Synthetic Vitamins and Minerals: Most energy drinks use synthetic vitamins and minerals because they are cheaply made and can increase profits. Energy drinks use lots of water-soluble vitamins like B vitamins and vitamin C. But, water-soluble vitamins dissolve quickly in liquid and make them useless to add to drinks. You’re basically drinking a can of empty calories!
B-vitamins are added to most energy drinks with the claim that they boost mental and physical performance. But you can get these nutrients from food! Although most of the B-vitamins in energy drinks are not toxic, too much vitamin B6 can be dangerous and cause side effects such as flushing of the skin, liver toxicity, sensory nerve problems, and skin lesions.
Natural Energy Drinks You can Make at Home:
After considering all the possible side effects and the misleading labels, one has to ask: why risk it? Instead of grabbing that easy can of energy, why not try some truly natural options?
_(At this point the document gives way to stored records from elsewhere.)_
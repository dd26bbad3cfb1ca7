//! Model discovery
//!
//! Finds the declarations that represent persisted tables, either from the
//! explicit `models` list of the configuration or by scanning the model
//! directory for structs with named fields.

use std::collections::{BTreeMap, HashMap};
use std::fs;
use std::path::{Path, PathBuf};

use crate::config::{Config, ModelEntry};
use crate::error::{MigrateError, MigrateResult};
use crate::fields::{Field, FieldExtractor, ParsedStruct};
use crate::naming::NamingStrategy;

/// Where a model comes from and which table it maps to
#[derive(Debug, Clone, PartialEq, Eq)]
pub struct ModelConfig {
    pub source_file: PathBuf,
    pub declaration_name: String,
    pub table_name: String,
    pub output_file: Option<String>,
}

/// A model together with its extracted fields
#[derive(Debug, Clone)]
pub struct DiscoveredModel {
    pub config: ModelConfig,
    pub fields: Vec<Field>,
}

impl DiscoveredModel {
    pub fn table_name(&self) -> &str {
        &self.config.table_name
    }
}

/// Locates models for a configuration
pub struct ModelLocator<'a> {
    config: &'a Config,
    naming: NamingStrategy,
    extractor: FieldExtractor,
}

impl<'a> ModelLocator<'a> {
    pub fn new(config: &'a Config) -> Self {
        let naming = NamingStrategy::new(
            config.settings.table_naming,
            config.settings.pluralize_tables,
        );
        Self {
            config,
            naming,
            extractor: FieldExtractor::new(naming),
        }
    }

    /// Discover every model. Any unreadable source aborts discovery.
    pub fn locate(&self) -> MigrateResult<Vec<DiscoveredModel>> {
        let models = if self.config.models.is_empty() {
            self.scan()?
        } else {
            self.from_entries(&self.config.models)?
        };

        if models.is_empty() {
            return Err(MigrateError::extraction(
                &self.config.paths.model_dir,
                "no models found",
            ));
        }

        let mut seen: HashMap<&str, &str> = HashMap::new();
        for model in &models {
            if let Some(other) = seen.insert(model.table_name(), &model.config.declaration_name) {
                return Err(MigrateError::config(format!(
                    "models {} and {} both map to table {}",
                    other,
                    model.config.declaration_name,
                    model.table_name()
                )));
            }
        }

        tracing::debug!("Discovered {} models", models.len());
        Ok(models)
    }

    fn from_entries(&self, entries: &[ModelEntry]) -> MigrateResult<Vec<DiscoveredModel>> {
        let mut parsed_files: BTreeMap<PathBuf, Vec<ParsedStruct>> = BTreeMap::new();
        let mut models = Vec::with_capacity(entries.len());

        for entry in entries {
            let path = self.config.paths.model_dir.join(&entry.source_file);
            if !parsed_files.contains_key(&path) {
                let parsed = self.extractor.parse_file(&path)?;
                parsed_files.insert(path.clone(), parsed);
            }

            let parsed = parsed_files
                .get(&path)
                .and_then(|structs| structs.iter().find(|s| s.name == entry.struct_name))
                .ok_or_else(|| {
                    MigrateError::extraction(
                        &path,
                        format!("struct {} with named fields not found", entry.struct_name),
                    )
                })?;

            let table_name = entry
                .table_name
                .clone()
                .filter(|name| !name.trim().is_empty())
                .or_else(|| parsed.tags.table.clone())
                .unwrap_or_else(|| self.naming.table_name(&parsed.name));

            models.push(DiscoveredModel {
                config: ModelConfig {
                    source_file: entry.source_file.clone(),
                    declaration_name: parsed.name.clone(),
                    table_name,
                    output_file: entry.out_file.clone(),
                },
                fields: parsed.fields.clone(),
            });
        }

        Ok(models)
    }

    fn scan(&self) -> MigrateResult<Vec<DiscoveredModel>> {
        let root = &self.config.paths.model_dir;
        let mut files = Vec::new();
        collect_source_files(root, &mut files)?;
        files.sort();

        let ignored = &self.config.settings.ignored_models;
        let mut models = Vec::new();

        for path in files {
            for parsed in self.extractor.parse_file(&path)? {
                if parsed.tags.skip || ignored.iter().any(|name| name == &parsed.name) {
                    tracing::debug!("Ignoring declaration {}", parsed.name);
                    continue;
                }

                let table_name = parsed
                    .tags
                    .table
                    .clone()
                    .unwrap_or_else(|| self.naming.table_name(&parsed.name));
                let source_file = path.strip_prefix(root).unwrap_or(&path).to_path_buf();

                models.push(DiscoveredModel {
                    config: ModelConfig {
                        source_file,
                        declaration_name: parsed.name,
                        table_name,
                        output_file: None,
                    },
                    fields: parsed.fields,
                });
            }
        }

        Ok(models)
    }
}

/// Recursively collect `.rs` files below `dir`
fn collect_source_files(dir: &Path, files: &mut Vec<PathBuf>) -> MigrateResult<()> {
    let entries = fs::read_dir(dir).map_err(|e| {
        MigrateError::extraction(dir, format!("Failed to read model directory: {}", e))
    })?;

    for entry in entries {
        let entry = entry.map_err(|e| {
            MigrateError::extraction(dir, format!("Failed to read directory entry: {}", e))
        })?;
        let path = entry.path();

        if path.is_dir() {
            collect_source_files(&path, files)?;
        } else if path.extension().map(|ext| ext == "rs").unwrap_or(false) {
            files.push(path);
        }
    }

    Ok(())
}
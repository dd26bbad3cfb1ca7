//! Migration Manager - File system operations for migrations
//!
//! Names, writes, finds and archives the versioned migration scripts and
//! history snapshots.

use chrono::{DateTime, Utc};
use std::collections::BTreeMap;
use std::fs;
use std::path::{Path, PathBuf};

use crate::config::Config;
use crate::definitions::{Migration, MigrationDirection};
use crate::diff::ChangeSet;
use crate::error::{MigrateError, MigrateResult};

/// Filesystem layout of the migration artifacts
#[derive(Debug, Clone)]
pub struct MigrationConfig {
    pub migration_dir: PathBuf,
    pub history_dir: PathBuf,
    pub archived_dir: PathBuf,
    /// Base name of generated scripts, e.g. `migration.sql`
    pub migration_file: String,
    pub version_prefix_length: usize,
}

impl Default for MigrationConfig {
    fn default() -> Self {
        Self::from(&Config::default())
    }
}

impl From<&Config> for MigrationConfig {
    fn from(config: &Config) -> Self {
        Self {
            migration_dir: config.paths.migration_dir.clone(),
            history_dir: config.paths.history_dir.clone(),
            archived_dir: config.archived_dir(),
            migration_file: config.settings.migration_file.clone(),
            version_prefix_length: config.settings.version_prefix_length,
        }
    }
}

/// Migration manager for generated scripts and snapshots
#[derive(Debug, Clone, Default)]
pub struct MigrationManager {
    config: MigrationConfig,
}

impl MigrationManager {
    /// Create a new migration manager with custom configuration
    pub fn with_config(config: MigrationConfig) -> Self {
        Self { config }
    }

    /// Zero-padded version prefix
    pub fn version_prefix(&self, version: u32) -> String {
        format!(
            "{:0width$}",
            version,
            width = self.config.version_prefix_length
        )
    }

    pub fn forward_filename(&self, version: u32) -> String {
        format!("{}_{}", self.version_prefix(version), self.config.migration_file)
    }

    pub fn undo_filename(&self, version: u32) -> String {
        format!(
            "{}_undo_{}",
            self.version_prefix(version),
            self.config.migration_file
        )
    }

    pub fn migration_path(&self, migration: &Migration) -> PathBuf {
        self.config.migration_dir.join(&migration.filename)
    }

    /// History snapshot holding the state recorded at `version`
    pub fn history_file(&self, version: u32) -> PathBuf {
        self.config
            .history_dir
            .join(format!("schema_state_{}.json", self.version_prefix(version)))
    }

    /// Build the forward and undo scripts of a change set
    pub fn build_migrations(
        &self,
        change_set: &ChangeSet,
        version: u32,
        generated_at: DateTime<Utc>,
    ) -> (Migration, Migration) {
        let forward = self.build_migration(
            version,
            MigrationDirection::Forward,
            &change_set.forward_sql(),
            generated_at,
        );
        let undo = self.build_migration(
            version,
            MigrationDirection::Undo,
            &change_set.undo_sql(),
            generated_at,
        );
        (forward, undo)
    }

    fn build_migration(
        &self,
        version: u32,
        direction: MigrationDirection,
        body: &str,
        generated_at: DateTime<Utc>,
    ) -> Migration {
        let prefix = self.version_prefix(version);
        let filename = match direction {
            MigrationDirection::Forward => self.forward_filename(version),
            MigrationDirection::Undo => self.undo_filename(version),
        };
        let content = format!(
            "-- Combined Migrations Version: {} ({})\n\
             -- Generated: {}\n\
             -- This file contains all migrations for this version\n\n\
             {}",
            prefix,
            direction.as_str(),
            generated_at.format("%Y-%m-%d %H:%M:%S UTC"),
            body
        );

        Migration {
            version: prefix,
            filename,
            content,
            direction,
        }
    }

    /// Write a script into the migration directory, creating it if needed
    pub fn write_migration(&self, migration: &Migration) -> MigrateResult<PathBuf> {
        fs::create_dir_all(&self.config.migration_dir).map_err(|e| {
            MigrateError::config(format!("Failed to create migrations directory: {}", e))
        })?;

        let path = self.migration_path(migration);
        fs::write(&path, &migration.content)?;
        tracing::debug!("Wrote {}", path.display());
        Ok(path)
    }

    /// Files in the migration directory belonging to `version`
    pub fn version_files(&self, version: u32) -> MigrateResult<Vec<PathBuf>> {
        let prefix = format!("{}_", self.version_prefix(version));
        let mut files: Vec<PathBuf> = self
            .migration_entries()?
            .into_iter()
            .filter(|(name, _)| name.starts_with(&prefix))
            .map(|(_, path)| path)
            .collect();
        files.sort();
        Ok(files)
    }

    /// Undo scripts of `version`
    pub fn find_undo_files(&self, version: u32) -> MigrateResult<Vec<PathBuf>> {
        let prefix = format!("{}_", self.version_prefix(version));
        let mut files: Vec<PathBuf> = self
            .migration_entries()?
            .into_iter()
            .filter(|(name, _)| {
                name.strip_prefix(&prefix)
                    .map(|rest| rest.starts_with("undo_") || rest.ends_with("_undo.sql"))
                    .unwrap_or(false)
            })
            .map(|(_, path)| path)
            .collect();
        files.sort();
        Ok(files)
    }

    /// Versions present in the migration directory with their file names
    pub fn list_versions(&self) -> MigrateResult<BTreeMap<u32, Vec<String>>> {
        let mut versions: BTreeMap<u32, Vec<String>> = BTreeMap::new();
        for (name, _) in self.migration_entries()? {
            let Some((digits, _)) = name.split_once('_') else {
                continue;
            };
            if digits.is_empty() || !digits.chars().all(|c| c.is_ascii_digit()) {
                continue;
            }
            if let Ok(version) = digits.parse::<u32>() {
                versions.entry(version).or_default().push(name);
            }
        }
        for names in versions.values_mut() {
            names.sort();
        }
        Ok(versions)
    }

    /// Move the scripts and history snapshot of `version` into the archive
    /// directory, each prefixed with the rollback count.
    pub fn archive_version(&self, version: u32, rollback_count: u32) -> MigrateResult<Vec<PathBuf>> {
        let archive_dir = &self.config.archived_dir;
        fs::create_dir_all(archive_dir).map_err(|e| {
            MigrateError::rollback(format!("Failed to create archive directory: {}", e))
        })?;

        let mut sources = self.version_files(version)?;
        let snapshot = self.history_file(version);
        if snapshot.exists() {
            sources.push(snapshot);
        }

        let mut archived = Vec::with_capacity(sources.len());
        for source in sources {
            let destination = archive_destination(archive_dir, &source, rollback_count)?;
            fs::rename(&source, &destination).map_err(|e| {
                MigrateError::rollback(format!(
                    "Failed to archive {}: {}",
                    source.display(),
                    e
                ))
            })?;
            tracing::debug!("Archived {} to {}", source.display(), destination.display());
            archived.push(destination);
        }

        Ok(archived)
    }

    fn migration_entries(&self) -> MigrateResult<Vec<(String, PathBuf)>> {
        let dir = &self.config.migration_dir;
        if !dir.exists() {
            return Ok(Vec::new());
        }

        let mut entries = Vec::new();
        for entry in fs::read_dir(dir)? {
            let entry = entry?;
            let path = entry.path();
            if !path.is_file() {
                continue;
            }
            if let Some(name) = path.file_name().and_then(|n| n.to_str()) {
                entries.push((name.to_string(), path.clone()));
            }
        }
        Ok(entries)
    }
}

fn archive_destination(archive_dir: &Path, source: &Path, rollback_count: u32) -> MigrateResult<PathBuf> {
    let name = source
        .file_name()
        .and_then(|n| n.to_str())
        .ok_or_else(|| MigrateError::rollback(format!("Invalid file name {}", source.display())))?;
    Ok(archive_dir.join(format!("{}_{}", rollback_count, name)))
}

#[cfg(test)]
mod tests {
    use super::*;
    use crate::diff::generate;
    use crate::state::SchemaState;
    use tempfile::TempDir;

    fn manager_in(root: &Path) -> MigrationManager {
        MigrationManager::with_config(MigrationConfig {
            migration_dir: root.join("migrations"),
            history_dir: root.join("history"),
            archived_dir: root.join("migrations").join("archived"),
            migration_file: "migration.sql".to_string(),
            version_prefix_length: 5,
        })
    }

    #[test]
    fn test_filenames() {
        let manager = MigrationManager::default();
        assert_eq!(manager.forward_filename(1), "00001_migration.sql");
        assert_eq!(manager.undo_filename(12), "00012_undo_migration.sql");
        assert_eq!(
            manager.history_file(2),
            PathBuf::from("migrations/history/schema_state_00002.json")
        );
    }

    #[test]
    fn test_build_and_write_migrations() {
        let temp_dir = TempDir::new().unwrap();
        let manager = manager_in(temp_dir.path());

        let mut previous = SchemaState::default();
        previous.tables.insert(
            "books".to_string(),
            vec![crate::fields::Field::new("ID", "i32").primary()],
        );
        let change_set = generate(&[], &previous);

        let (forward, undo) = manager.build_migrations(&change_set, 3, Utc::now());
        assert_eq!(forward.version, "00003");
        assert!(forward
            .content
            .starts_with("-- Combined Migrations Version: 00003 (forward)\n"));
        assert!(forward
            .content
            .contains("-- Table: books\nDROP TABLE IF EXISTS books CASCADE;\n"));
        assert_eq!(undo.direction, MigrationDirection::Undo);
        assert!(undo.content.contains("CREATE TABLE IF NOT EXISTS books"));

        let path = manager.write_migration(&forward).unwrap();
        manager.write_migration(&undo).unwrap();
        assert_eq!(fs::read_to_string(path).unwrap(), forward.content);

        assert_eq!(manager.version_files(3).unwrap().len(), 2);
        let undo_files = manager.find_undo_files(3).unwrap();
        assert_eq!(undo_files.len(), 1);
        assert!(undo_files[0].ends_with("00003_undo_migration.sql"));
        assert!(manager.find_undo_files(2).unwrap().is_empty());
    }

    #[test]
    fn test_archive_version() {
        let temp_dir = TempDir::new().unwrap();
        let manager = manager_in(temp_dir.path());
        let migrations = temp_dir.path().join("migrations");
        fs::create_dir_all(&migrations).unwrap();
        fs::create_dir_all(temp_dir.path().join("history")).unwrap();

        fs::write(migrations.join("00002_migration.sql"), "-- forward").unwrap();
        fs::write(migrations.join("00002_undo_migration.sql"), "-- undo").unwrap();
        fs::write(migrations.join("00001_migration.sql"), "-- keep").unwrap();
        fs::write(manager.history_file(2), "{}").unwrap();

        let archived = manager.archive_version(2, 3).unwrap();
        assert_eq!(archived.len(), 3);

        let archive_dir = migrations.join("archived");
        assert!(archive_dir.join("3_00002_migration.sql").exists());
        assert!(archive_dir.join("3_00002_undo_migration.sql").exists());
        assert!(archive_dir.join("3_schema_state_00002.json").exists());
        assert!(migrations.join("00001_migration.sql").exists());
        assert!(!manager.history_file(2).exists());
    }

    #[test]
    fn test_list_versions() {
        let temp_dir = TempDir::new().unwrap();
        let manager = manager_in(temp_dir.path());
        let migrations = temp_dir.path().join("migrations");
        fs::create_dir_all(migrations.join("archived")).unwrap();

        fs::write(migrations.join("00001_migration.sql"), "").unwrap();
        fs::write(migrations.join("00001_undo_migration.sql"), "").unwrap();
        fs::write(migrations.join("00002_migration.sql"), "").unwrap();
        fs::write(migrations.join("README.md"), "").unwrap();

        let versions = manager.list_versions().unwrap();
        assert_eq!(versions.keys().copied().collect::<Vec<_>>(), vec![1, 2]);
        assert_eq!(
            versions[&1],
            vec!["00001_migration.sql", "00001_undo_migration.sql"]
        );
    }
}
These are natural energy drinks you can make yourself that will leave your body much healthier and happier.
#1: Refreshing Apple Cider Drink
Ingredients: 2 teaspoons raw, unpasteurized apple cider vinegar; 16 ounces cold water; 2 teaspoons pure maple syrup/raw agave syrup/raw coconut nectar (for diabetics: 2 teaspoons yacon syrup/2 teaspoons coconut sugar or raw coconut nectar/4 drops stevia)
**Apple cider vinegar contains significant amounts of potassium, magnesium, phosphorus, B1, B2, and B6.
Directions: Transfer all ingredients into a sports bottle and shake well.
#2: Green Banana Smoothie
Ingredients: 4 large sweet and ripe bananas; A bag of mild-tasting salad greens or one head of romaine lettuce, washed and chopped; 3 cups of cold water
**Bananas are the best source of potassium, an important mineral that beats fatigue and enables the body’s enzymes to control energy production. They are also high in vitamins B1, B2, B3, and B6, which all help convert food into energy; phosphorus, which helps reduce tiredness and increase physical endurance, and magnesium, a crucial nutrient for muscles and nerves. Romaine lettuce is high in thiamine, riboflavin, niacin, and potassium.
Directions: Pour 2 cups of cold water into the blender. Add 1 cup of ice and greens and process for 30 seconds to a minute. Put the 4 peeled bananas and blend until smooth. (This is a great post-workout drink.)
#3 Orange Flax Smoothie
Ingredients: 5 peeled, sweet, seedless oranges and 3 tablespoons of cold-pressed flax oil or hempseed oil
**Oranges are good sources of potassium, magnesium, B1, B2, B3, B6, and folate. Flax oil (or hempseed oil) will slow down the release of fruit sugar into the bloodstream, giving you a steady supply of energy for a few hours.
Directions: Add a little cold water (about half a cup) and blend. Drink slowly. (A great pre-workout smoothie.)